Cdb is implemented on top of rpclib and leveldb.
We've mentioned that the coordinator makes RPCs to participants in the intro. There're a couple of RPCs that the system relies on to function "correctly". Nonetheless, be warned that there're some ad-hoc mechanisms employed, which means the whole consensus algorithm is rather unverified.
Simple as it is. It returns a string representing the value associated with the key. No 2PC is needed. See this line
The 1st phase of 2PC. It takes a set_command object as its parameter. It returns a bool value. True for OK and false for NO. The reason that SET_PREPARE and DEL_PREPARE was designed as separate RPCs is because I wasn't giving too much of a thought. They could be one instead.
Ditto.
The 2nd phase of 2PC. It takes an id as its parameter, whose value determined by the coordinator.
Ditto.
Each set_command and del_command object is assigned with an id by the coordinator. At the start up of the coordinator, it initializes its next_id field to some value that makes sense(more on this later). Each time a new client command arrives, the coordinator atomically assigns and increment this command the next_id. Now that we know next_id is monotonically incremented. The participants will try to maintain the same next_id as the coordinator. If they're in sync, the participant is up to date and need no recovery. If not, it's usually definitely because the participant has failed previously and the participant needs a recovery.
Used by the coordinator. It returns the next_id of the participants. When the coordinator comes into power, it needs a way to know whether a participant needs a recovery or not. The coordinator is always correct.
Used by the coordinator. Whenever the coordinator detects that a participant is lagging way too much. It retrieves a snapshot of the database from a correct participant. And RPC RECOVER to the out-of-date participant using the snapshot as the parameter. I know I know this is freaking crazy, but this is doable for a toy project that has a deadline!

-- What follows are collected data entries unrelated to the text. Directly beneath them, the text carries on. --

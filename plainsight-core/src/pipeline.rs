//! Conceal and reveal: the full message-in-image pipeline.
//!
//! ```text
//! conceal: message -> encrypt_message -> envelope::serialize -> stego::embed
//! reveal:  stego::extract -> envelope::deserialize -> decrypt_message
//! ```

use rand_core::{CryptoRngCore, OsRng};

use crate::constants::{ENVELOPE_HEADER_LENGTH, TAG_LENGTH};
use crate::crypto::{decrypt_message, encrypt_message_with_rng};
use crate::envelope;
use crate::errors::PlainsightError;
use crate::stego::{self, PixelBuffer};

/// Carrier capacity needed to conceal a message of `message_len` UTF-8 bytes.
pub fn required_capacity(message_len: usize) -> usize {
    ENVELOPE_HEADER_LENGTH
        .saturating_add(message_len)
        .saturating_add(TAG_LENGTH)
}

/// Whether `carrier` can hold a message of `message_len` bytes.
pub fn fits(carrier: &PixelBuffer, message_len: usize) -> bool {
    i64::try_from(required_capacity(message_len)).map_or(false, |need| need <= carrier.capacity())
}

/// Encrypt `message` for `recipient_public_key` and hide it in `carrier`.
///
/// `carrier` is modified in place. It is left untouched on any error.
///
/// # Errors
/// `PayloadTooLarge` if the envelope does not fit; `InvalidPublicKey` for
/// a malformed key.
pub fn conceal(
    carrier: &mut PixelBuffer,
    message: &str,
    recipient_public_key: &[u8],
) -> Result<(), PlainsightError> {
    conceal_with_rng(carrier, message, recipient_public_key, &mut OsRng)
}

/// [`conceal`] with caller-supplied randomness.
///
/// # Errors
/// As [`conceal`].
pub fn conceal_with_rng<R: CryptoRngCore>(
    carrier: &mut PixelBuffer,
    message: &str,
    recipient_public_key: &[u8],
    rng: &mut R,
) -> Result<(), PlainsightError> {
    if !fits(carrier, message.len()) {
        return Err(PlainsightError::PayloadTooLarge {
            size: required_capacity(message.len()),
            capacity: carrier.capacity(),
        });
    }

    let payload = encrypt_message_with_rng(message, recipient_public_key, rng)?;
    let bytes = envelope::serialize(&payload)?;
    stego::embed(carrier, &bytes)?;

    tracing::info!(
        envelope_len = bytes.len(),
        capacity = carrier.capacity(),
        "message concealed"
    );
    Ok(())
}

/// Extract and decrypt the message hidden in `carrier`.
///
/// # Errors
/// `NoHiddenData`, `TruncatedEnvelope`, `AuthenticationFailure` or
/// `InvalidUtf8` depending on where the carrier stops making sense.
pub fn reveal(carrier: &PixelBuffer, secret_key: &[u8]) -> Result<String, PlainsightError> {
    let bytes = stego::extract(carrier)?;
    let payload = envelope::deserialize(&bytes)?;
    let message = decrypt_message(&payload, secret_key)?;

    tracing::info!(message_len = message.len(), "message revealed");
    Ok(message)
}
//! Error types for plainsight-core.
//!
//! One enum covers the crypto pipeline, the envelope codec, the stego codec
//! and the collaborator boundaries (key store, image I/O). Every variant has
//! a stable machine-readable code for presentation layers.

/// Unified error type for all plainsight-core operations.
#[derive(Debug, thiserror::Error)]
pub enum PlainsightError {
    /// Public key is not an ML-KEM-768 encapsulation key.
    #[error("Invalid public key: expected {expected} bytes, got {actual}")]
    InvalidPublicKey { expected: usize, actual: usize },

    /// Secret key is not an ML-KEM-768 decapsulation key.
    #[error("Invalid secret key: expected {expected} bytes, got {actual}")]
    InvalidSecretKey { expected: usize, actual: usize },

    /// KEM ciphertext has the wrong length.
    #[error("Invalid ciphertext: expected {expected} bytes, got {actual}")]
    InvalidCiphertext { expected: usize, actual: usize },

    /// AES-GCM tag check failed: tampered data, wrong key or wrong nonce.
    #[error("Authentication failed: message was tampered with or key is wrong")]
    AuthenticationFailure,

    /// Symmetric encryption or key derivation could not run.
    #[error("Encryption error: {0}")]
    Encryption(String),

    /// Envelope bytes end before the declared fields do.
    #[error("Truncated envelope: need {needed} bytes, got {actual}")]
    TruncatedEnvelope { needed: usize, actual: usize },

    /// Data does not fit the carrier (or a length field).
    #[error("Data too large: {size} bytes, capacity: {capacity} bytes")]
    PayloadTooLarge { size: usize, capacity: i64 },

    /// Carrier length header is zero or exceeds what the carrier can hold.
    #[error("No hidden data found or data corrupted")]
    NoHiddenData,

    /// Pixel buffer length is not `4 * width * height`.
    #[error("Invalid pixel buffer: {width}x{height} needs {expected} bytes, got {actual}")]
    InvalidPixelBuffer {
        width: u32,
        height: u32,
        expected: usize,
        actual: usize,
    },

    /// Decrypted bytes are not valid UTF-8 text.
    #[error("Decrypted message is not valid UTF-8")]
    InvalidUtf8,

    /// Encoding error (base64, JSON).
    #[error("Encoding error: {0}")]
    Encoding(String),

    /// Key persistence failed.
    #[error("Key store error: {0}")]
    KeyStore(String),

    /// Carrier image could not be decoded.
    #[error("Failed to load image: {0}")]
    ImageLoadFailure(String),

    /// Pixel buffer could not be encoded or written.
    #[error("Failed to render image: {0}")]
    ImageRenderFailure(String),
}

impl PlainsightError {
    /// Stable code for this error, one of [`ERROR_CODES`].
    pub fn code(&self) -> &'static str {
        match self {
            Self::InvalidPublicKey { .. } => "INVALID_PUBLIC_KEY",
            Self::InvalidSecretKey { .. } => "INVALID_SECRET_KEY",
            Self::InvalidCiphertext { .. } => "INVALID_CIPHERTEXT",
            Self::AuthenticationFailure => "AUTHENTICATION_FAILURE",
            Self::Encryption(_) => "ENCRYPTION_FAILED",
            Self::TruncatedEnvelope { .. } => "TRUNCATED_ENVELOPE",
            Self::PayloadTooLarge { .. } => "PAYLOAD_TOO_LARGE",
            Self::NoHiddenData => "NO_HIDDEN_DATA",
            Self::InvalidPixelBuffer { .. } => "INVALID_PIXEL_BUFFER",
            Self::InvalidUtf8 => "INVALID_UTF8",
            Self::Encoding(_) => "ENCODING_FAILED",
            Self::KeyStore(_) => "KEY_STORE_FAILED",
            Self::ImageLoadFailure(_) => "IMAGE_LOAD_FAILURE",
            Self::ImageRenderFailure(_) => "IMAGE_RENDER_FAILURE",
        }
    }

    /// `true` for the key/ciphertext length family (`InvalidKeyLength`).
    pub fn is_invalid_key_length(&self) -> bool {
        matches!(
            self,
            Self::InvalidPublicKey { .. }
                | Self::InvalidSecretKey { .. }
                | Self::InvalidCiphertext { .. }
        )
    }
}

/// Canonical error code registry, in declaration order of [`PlainsightError`].
pub const ERROR_CODES: [&str; 14] = [
    "INVALID_PUBLIC_KEY",
    "INVALID_SECRET_KEY",
    "INVALID_CIPHERTEXT",
    "AUTHENTICATION_FAILURE",
    "ENCRYPTION_FAILED",
    "TRUNCATED_ENVELOPE",
    "PAYLOAD_TOO_LARGE",
    "NO_HIDDEN_DATA",
    "INVALID_PIXEL_BUFFER",
    "INVALID_UTF8",
    "ENCODING_FAILED",
    "KEY_STORE_FAILED",
    "IMAGE_LOAD_FAILURE",
    "IMAGE_RENDER_FAILURE",
];

/// Returns `true` if the given string is a code from [`ERROR_CODES`].
pub fn is_valid_error_code(code: &str) -> bool {
    ERROR_CODES.contains(&code)
}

The snapshot is simple as hell. One example is all it takes to know what's going on:
Suppose we have this map:
{ "blahblah": "blufff", "noise": "electric" }
Then the snapshot of this map will be like:
----4B---- --------8B-------- ----4B---- -------6B----- ----4B---- ----5B---- -----4B--- ------8B--------
0x00000008 0x626C6168626C6168 0x00000006 0x626C75666666 0x00000005 6E6F697365 0x00000008 656C656374726963
----8----- ---blahblah------- ----6----- ----blufff---- ----5----- --noise--- -----8---- --electric------
Yes you got the idea. It's just a labor.
Once the coordinator has a snapshot, it invokes RECOVER RPC with this snapshot.
We've chosen to use rpclib directly as the heartbeat mechanism. Heartbeat for participant failure detections.
I read the 2PC paper way too long ago and I can barely remember anything. The 2PC seems like a simple consensus algorithm. When it comes down to implementations, there're way too many variants. Details of my choice are described below. Be warned that my implementation is probably buggy.
The coordinator relies on a logging utility: src/record.hpp. For each update request, there can be 5 status of it. COMMAND_UNRESOLVED, COMMAND_COMMIT, COMMAND_ABORT, COMMAND_COMMIT_DONE, COMMAND_ABORT_DONE.
The action of coordinator that will be taken based on events:
-
On startup:
- Read in all unresolved and unfinished records r.
- (r.status == COMMAND_UNRESOLVED || r.status == COMMAND_ABORT) ==> Invoke ABORT RPC to all participants.
- (r.status == COMMAND_COMMIT) ==> Invoke COMMIT RPC to all participants.
-
On receiving an update cmd:
- Assign the cmd an id and persist { cmd.id, COMMAND_UNRESOLVED, next_id } as a record to the disk.
- Invoke PREPARE_*(cmd) RPCs to all participants.
-
On receiving all PREPARE_OK:
- Persist { cmd.id, COMMAND_COMMIT, next_id } to the disk.
- Invoke COMMIT(cmd.id) to all participants.
-
On receiving all COMMIT_OK:
- Persist { cmd.id, COMMAND_COMMIT_DONE, next_id } to the disk.
- Return the result to client.
-
On receiving one PREPARE_FAIL:
- Persist { cmd.id, COMMAND_ABORT, next_id } to the disk.
- Invoke ABORT(cmd.id) to all participants.
The actions of participants:
-
On PREPARE(cmd):
- (cmd.id == next_id) ==> OK
- otherwise ==> NO
- next_id++
-
On COMMIT(id):
- (id < next_id - 1) ==> OK /* Seen previously. */
- (id > next_id - 1) ==> NO /* Coordinator inconsistency. */
- Apply the cmd with cmd.id == id
- Return the result.
-
On ABORT(id):
- Similar approach as COMMIT.
The record format is pretty simple as well. See src/record.cpp.